Anatomy of a Break – Part Two

This is a post I have tried to put off writing.

A few weeks ago, I wrote about Bobo, who had badly broken a leg. This was missed by a vet, and so poor Bobo had spent time in pain, and now was faced with a complicated operation to save the leg.

Almost unbelievably, Bobo died under general anaesthetic last Friday.

I wrote up a case study on the subject, and I’ve had the chance to explain it to her old owner Sophie in person, thanks to a helpfully timed genetics conference. And I’ve talked about it to mum over and over. I won’t go into the detail again here. Suffice to say, the operation to save her leg didn’t work. When she was brought back under anaesthetic to amputate her leg, she suffered a cardiac arrest and could not be revived.

It’s incredibly unusual to lose a cat under general anaesthetic these days, even one who has been through several with some infections. The staff were shocked, and have been very kind to my mum, sending her a card and Forget-Me-Not seeds.

In a horrible echo, Mum’s new neighbour found her own cat returning home with a half-severed tongue. It appears as though there’s something in the area attacking cats, be it another cat in the area, or a dog, or whatever.
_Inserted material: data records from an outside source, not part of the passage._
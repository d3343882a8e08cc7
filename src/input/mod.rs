//! Input handling: event types, the router, and the synthetic key bridge.
//!
//! Events come in as [`PadEvent`]s, the [`InputRouter`] turns them into
//! controller state, and the optional [`KeyBridge`] mirrors that state
//! back out as auto-repeating key transitions.

pub mod bridge;
pub mod events;
pub mod router;

// Re-export commonly used types at module level
pub use bridge::{KeyBridge, KeySink};
pub use events::{ContactId, PadEvent, Phase, PointerEvent, TouchPoint};
pub use router::{Binding, Contact, InputRouter, MAX_CONTACTS};
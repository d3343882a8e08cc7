//! On-screen gamepad input engine.
//!
//! Maps touch, mouse and keyboard-shaped input onto a configurable virtual
//! gamepad (round buttons, start/select, a directional stick) and exposes
//! the result as a flat state snapshot. Rendering is delegated to a
//! [`draw::DrawSurface`] implementation supplied by the embedder, so the
//! engine itself stays backend-agnostic and fully testable headless.
//!
//! Typical embedding:
//!
//! ```
//! use std::time::Instant;
//! use hudpad::config::PadConfig;
//! use hudpad::draw::RecordingSurface;
//! use hudpad::input::PadEvent;
//! use hudpad::pad::GamePad;
//!
//! let mut pad = GamePad::new(RecordingSurface::new(800.0, 600.0));
//! pad.setup(PadConfig::default()).unwrap();
//!
//! let state = pad.events(&PadEvent::keys([("left", true)]), Instant::now());
//! assert_eq!(state.get("x-axis"), -1.0);
//! ```

pub mod config;
pub mod controller;
pub mod draw;
pub mod error;
pub mod input;
pub mod layout;
pub mod pad;
pub mod util;

pub use config::PadConfig;
pub use controller::StateSnapshot;
pub use error::PadError;
pub use input::PadEvent;
pub use pad::GamePad;
//! Keyboard-shaped input: direction masks for the stick and key bindings
//! for controls.

use std::collections::BTreeMap;

use log::debug;

use crate::controller::{Controller, X_AXIS, X_DIR, Y_AXIS, Y_DIR};
use crate::input::events::ContactId;
use crate::util;

use super::{Binding, Contact, InputRouter};

/// Direction mask bits.
pub const MASK_LEFT: u8 = 1;
pub const MASK_UP: u8 = 2;
pub const MASK_RIGHT: u8 = 4;
pub const MASK_DOWN: u8 = 8;

/// The four reserved direction names in keyboard-shaped input.
pub const DIRECTION_NAMES: [&str; 4] = ["left", "up", "right", "down"];

impl InputRouter {
    pub(super) fn handle_keys(&mut self, keys: &BTreeMap<String, bool>, controller: &mut Controller) {
        let mut mask = 0u8;
        for (name, bit) in [
            ("left", MASK_LEFT),
            ("up", MASK_UP),
            ("right", MASK_RIGHT),
            ("down", MASK_DOWN),
        ] {
            if keys.get(name).copied().unwrap_or(false) {
                mask |= bit;
            }
        }

        // A pointer holding the stick outranks the keyboard.
        if controller.stick().is_some() && !self.stick_held_by_pointer() {
            self.apply_direction_mask(mask, controller);
        }

        for (key, pressed) in keys {
            if DIRECTION_NAMES.contains(&key.as_str()) {
                continue;
            }
            self.drive_keyed_controls(key, *pressed, controller);
        }
    }

    /// Snaps the stick to the direction encoded by the mask.
    ///
    /// Each axis snaps to its full half-radius displacement. Contradictory
    /// masks (left+right, up+down) have no direction and reset the stick,
    /// the same as releasing every direction key.
    fn apply_direction_mask(&mut self, mask: u8, controller: &mut Controller) {
        let Some(stick) = controller.stick().copied() else {
            return;
        };
        let half = stick.half_radius();

        let offset = match mask {
            1 => Some((-half, 0.0)),   // left
            2 => Some((0.0, -half)),   // up
            3 => Some((-half, -half)), // up-left
            4 => Some((half, 0.0)),    // right
            6 => Some((half, -half)),  // up-right
            8 => Some((0.0, half)),    // down
            9 => Some((-half, half)),  // down-left
            12 => Some((half, half)),  // down-right
            _ => None,
        };

        match offset {
            Some((ox, oy)) => {
                if let Some(live) = controller.stick_mut() {
                    live.dx = live.x + ox;
                    live.dy = live.y + oy;
                }
                controller.update_state(&[
                    (X_AXIS, ox / half),
                    (Y_AXIS, oy / half),
                    (X_DIR, util::sign(ox)),
                    (Y_DIR, util::sign(oy)),
                ]);
                self.contacts.insert(
                    ContactId::KeyStick,
                    Contact {
                        x: stick.x,
                        y: stick.y,
                        bound: Some(Binding::Stick),
                    },
                );
            }
            None => {
                if mask != 0 {
                    debug!("direction mask {mask:#06b} has no direction, resetting stick");
                }
                super::pointer::release_stick(controller);
                self.contacts.remove(&ContactId::KeyStick);
            }
        }
    }

    /// Presses or releases every control whose key binding names `key`.
    ///
    /// A press synthesizes a contact at the control's hit-region midpoint
    /// so the contact table reflects keyboard activity too. Keys bound to
    /// nothing are ignored.
    fn drive_keyed_controls(&mut self, key: &str, pressed: bool, controller: &mut Controller) {
        let targets: Vec<(usize, String, (f64, f64))> = controller
            .controls()
            .iter()
            .enumerate()
            .filter(|(_, c)| c.key.as_deref() == Some(key))
            .map(|(i, c)| (i, c.id.clone(), c.hit.midpoint()))
            .collect();

        for (index, id, (x, y)) in targets {
            if pressed {
                self.contacts.insert(
                    ContactId::Key(id.clone()),
                    Contact {
                        x,
                        y,
                        bound: Some(Binding::Control(id.clone())),
                    },
                );
                controller.controls_mut()[index].active = true;
                controller.update_state(&[(&id, 1.0)]);
            } else {
                self.contacts.remove(&ContactId::Key(id.clone()));
                controller.controls_mut()[index].active = false;
                controller.update_state(&[(&id, 0.0)]);
            }
        }
    }
}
And I have just submitted my old MSc project for publication, about how online pet obituaries can help shine a light on successful human-animal bonds. One of the interesting little results we found in that project was the preponderance of people justifying their choice to euthanise, if that’s what they did. People recite clinical information, talk about lack of pain, the need for a ‘good death’. I find myself doing this too, going over the advice I gave, analysing where I could have saved Bobo. And I know that Mum has been doing the exact same.

Some theories suggest we have companion animals because the short nature of those bonds prepare us for what happens in human-human bonds. It prepares us to look after children, it prepares us to grieve, it prepares us to have someone depending on us. The nature of our bond with our pets is unique, though.  When Athena was moaning at me this week I was able to say to her “You know, some other little cats are dead, how would you like that?” which you would never say to a human, child or adult, but you can completely say to an animal. When Athena was trying to upturn her water fountain on Friday night, I sang, to the tune of ‘Maria’, a song about a kitten who got wet paws.

The nature of the human-pet bond is such that we can be brutally honest with them, exposing a part of ourselves that we wouldn’t normally expose to other humans. The loss of a companion animal does not just encompass the loss of something you love, but a specific and unique loss – the loss of a confidant, the loss of a proxy family member, the loss of a little extension of yourself.

Hug your babies close, if they’ll let you, and tell them you love them, which they might not fully understand. What we have with our pets is special, and when it’s unexpectedly robbed from you, that is a break that is hard to heal.

Goodbye Bobo, you will be very much missed.